The Planet in danger No, not "the planet." The Planet. In the trailer, we see Perry White and what appears to be a reporter running from a building that most are assuming is the venerable metropolitan newspaper, under attack. This is one of those things that has become a trope of the Superman on film by this point, with the globe falling twice in a five-year period on Smallville and Superman Returns. (In fact, the Superman Returns version inspired a NSFW video that I couldn't stop laughing at, which is embedded below.)

This movie, being grounded as it is in Nolan-style realism, will likely not even feature a giant revolving globe atop a piece of prime metropolitan real estate, so it's probably not a worry that we'll see the scene replayed beat for beat--but it certainly looks as though the paper...or at least its staff...is in some trouble here. The Lex Mentality Okay, so Lex Luthor may not actually appear in this movie (at least as far as we know--bogus credits, surprise cameos and other such surprises notwithstanding), but it's his mentality that pervades the film. There are elements of humanity who are scared of Superman, or who resent him, for the power he possesses and the perceived threat that he then presents. The other side of that is always Lois Lane, who believes in Superman's inherent goodness and who helps to ground him in humanity. Also - Superman has a bit of this himself.
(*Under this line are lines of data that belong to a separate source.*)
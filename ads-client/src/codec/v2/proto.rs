//! Message subset of the `envoy.api.v2` schema.
//!
//! Only the fields the client reads or writes are declared; prost skips
//! unknown fields while decoding, so full control-plane messages decode into
//! these types without loss of anything the client uses. Field tags match
//! the upstream proto definitions.

#![allow(missing_docs)]

use envoy_types::pb::google::protobuf::{Any, Struct};

#[derive(Clone, PartialEq, ::prost::Message)]
pub struct Node {
    #[prost(string, tag = "1")]
    pub id: ::prost::alloc::string::String,
    #[prost(string, tag = "2")]
    pub cluster: ::prost::alloc::string::String,
    #[prost(message, optional, tag = "3")]
    pub metadata: ::core::option::Option<Struct>,
}

#[derive(Clone, PartialEq, ::prost::Message)]
pub struct DiscoveryRequest {
    #[prost(string, tag = "1")]
    pub version_info: ::prost::alloc::string::String,
    #[prost(message, optional, tag = "2")]
    pub node: ::core::option::Option<Node>,
    #[prost(string, repeated, tag = "3")]
    pub resource_names: ::prost::alloc::vec::Vec<::prost::alloc::string::String>,
    #[prost(string, tag = "4")]
    pub type_url: ::prost::alloc::string::String,
    #[prost(string, tag = "5")]
    pub response_nonce: ::prost::alloc::string::String,
}

#[derive(Clone, PartialEq, ::prost::Message)]
pub struct DiscoveryResponse {
    #[prost(string, tag = "1")]
    pub version_info: ::prost::alloc::string::String,
    #[prost(message, repeated, tag = "2")]
    pub resources: ::prost::alloc::vec::Vec<Any>,
    #[prost(bool, tag = "3")]
    pub canary: bool,
    #[prost(string, tag = "4")]
    pub type_url: ::prost::alloc::string::String,
    #[prost(string, tag = "5")]
    pub nonce: ::prost::alloc::string::String,
}

#[derive(Clone, PartialEq, ::prost::Message)]
pub struct Cluster {
    #[prost(string, tag = "1")]
    pub name: ::prost::alloc::string::String,
    #[prost(message, optional, tag = "3")]
    pub eds_cluster_config: ::core::option::Option<cluster::EdsClusterConfig>,
    #[prost(oneof = "cluster::ClusterDiscoveryType", tags = "2")]
    pub cluster_discovery_type: ::core::option::Option<cluster::ClusterDiscoveryType>,
}

/// Nested message and enum types in `Cluster`.
pub mod cluster {
    #[derive(Clone, PartialEq, ::prost::Message)]
    pub struct EdsClusterConfig {
        #[prost(string, tag = "2")]
        pub service_name: ::prost::alloc::string::String,
    }

    #[derive(Clone, Copy, Debug, PartialEq, Eq, Hash, PartialOrd, Ord, ::prost::Enumeration)]
    #[repr(i32)]
    pub enum DiscoveryType {
        Static = 0,
        StrictDns = 1,
        LogicalDns = 2,
        Eds = 3,
        OriginalDst = 4,
    }

    #[derive(Clone, PartialEq, ::prost::Oneof)]
    pub enum ClusterDiscoveryType {
        #[prost(enumeration = "DiscoveryType", tag = "2")]
        Type(i32),
    }
}

#[derive(Clone, PartialEq, ::prost::Message)]
pub struct ClusterLoadAssignment {
    #[prost(string, tag = "1")]
    pub cluster_name: ::prost::alloc::string::String,
}

#[derive(Clone, PartialEq, ::prost::Message)]
pub struct Listener {
    #[prost(string, tag = "1")]
    pub name: ::prost::alloc::string::String,
    #[prost(message, repeated, tag = "3")]
    pub filter_chains: ::prost::alloc::vec::Vec<FilterChain>,
}

#[derive(Clone, PartialEq, ::prost::Message)]
pub struct FilterChain {
    #[prost(message, repeated, tag = "3")]
    pub filters: ::prost::alloc::vec::Vec<Filter>,
}

#[derive(Clone, PartialEq, ::prost::Message)]
pub struct Filter {
    #[prost(string, tag = "1")]
    pub name: ::prost::alloc::string::String,
    #[prost(oneof = "filter::ConfigType", tags = "2, 4")]
    pub config_type: ::core::option::Option<filter::ConfigType>,
}

/// Nested message and enum types in `Filter`.
pub mod filter {
    use envoy_types::pb::google::protobuf::{Any, Struct};

    #[derive(Clone, PartialEq, ::prost::Oneof)]
    pub enum ConfigType {
        /// Deprecated untyped configuration.
        #[prost(message, tag = "2")]
        Config(Struct),
        #[prost(message, tag = "4")]
        TypedConfig(Any),
    }
}

#[derive(Clone, PartialEq, ::prost::Message)]
pub struct HttpConnectionManager {
    #[prost(string, tag = "2")]
    pub stat_prefix: ::prost::alloc::string::String,
    #[prost(oneof = "http_connection_manager::RouteSpecifier", tags = "3, 4")]
    pub route_specifier: ::core::option::Option<http_connection_manager::RouteSpecifier>,
}

/// Nested message and enum types in `HttpConnectionManager`.
pub mod http_connection_manager {
    #[derive(Clone, PartialEq, ::prost::Oneof)]
    pub enum RouteSpecifier {
        #[prost(message, tag = "3")]
        Rds(super::Rds),
        #[prost(message, tag = "4")]
        RouteConfig(super::RouteConfiguration),
    }
}

#[derive(Clone, PartialEq, ::prost::Message)]
pub struct Rds {
    #[prost(string, tag = "2")]
    pub route_config_name: ::prost::alloc::string::String,
}

#[derive(Clone, PartialEq, ::prost::Message)]
pub struct RouteConfiguration {
    #[prost(string, tag = "1")]
    pub name: ::prost::alloc::string::String,
}

#[derive(Clone, PartialEq, ::prost::Message)]
pub struct Secret {
    #[prost(string, tag = "1")]
    pub name: ::prost::alloc::string::String,
}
He's always had a bit of alienation, and this movie seems to be playing that up more than ever.

Super Boy One of the most iconic scenes from Richard Donner's Superman: The Movie is the scene in which Clark, a toddler, saves Jonathan Kent when the jack fails while his adoptive father is changing a tire. We see in the Man of Steel trailer that while we probably won't see super-baby anytime soon, certainly he will be getting some of his "powers and abilities far beyond those of mortal man" earlier than he did on Smallville, which jived with what the canon was for the comics at the time it was being printed. Right away in Superman: The Movie, his parents realize that they have to hide the extraordinary abilities from the world until they can figure out what to do about the boy. In the Man of Steel trailer, that same mentality rears its head. Saving cats from trees Okay, so here it isn't cats from trees, but children from what looks like a tornado, or possibly even an attack from above--but the shots of Clark Kent carrying a small child to safety rather than rushing in to stamp out whatever the threat is...that's the same kind of goody two-shoery that seems to really upset DC editorial for some reason.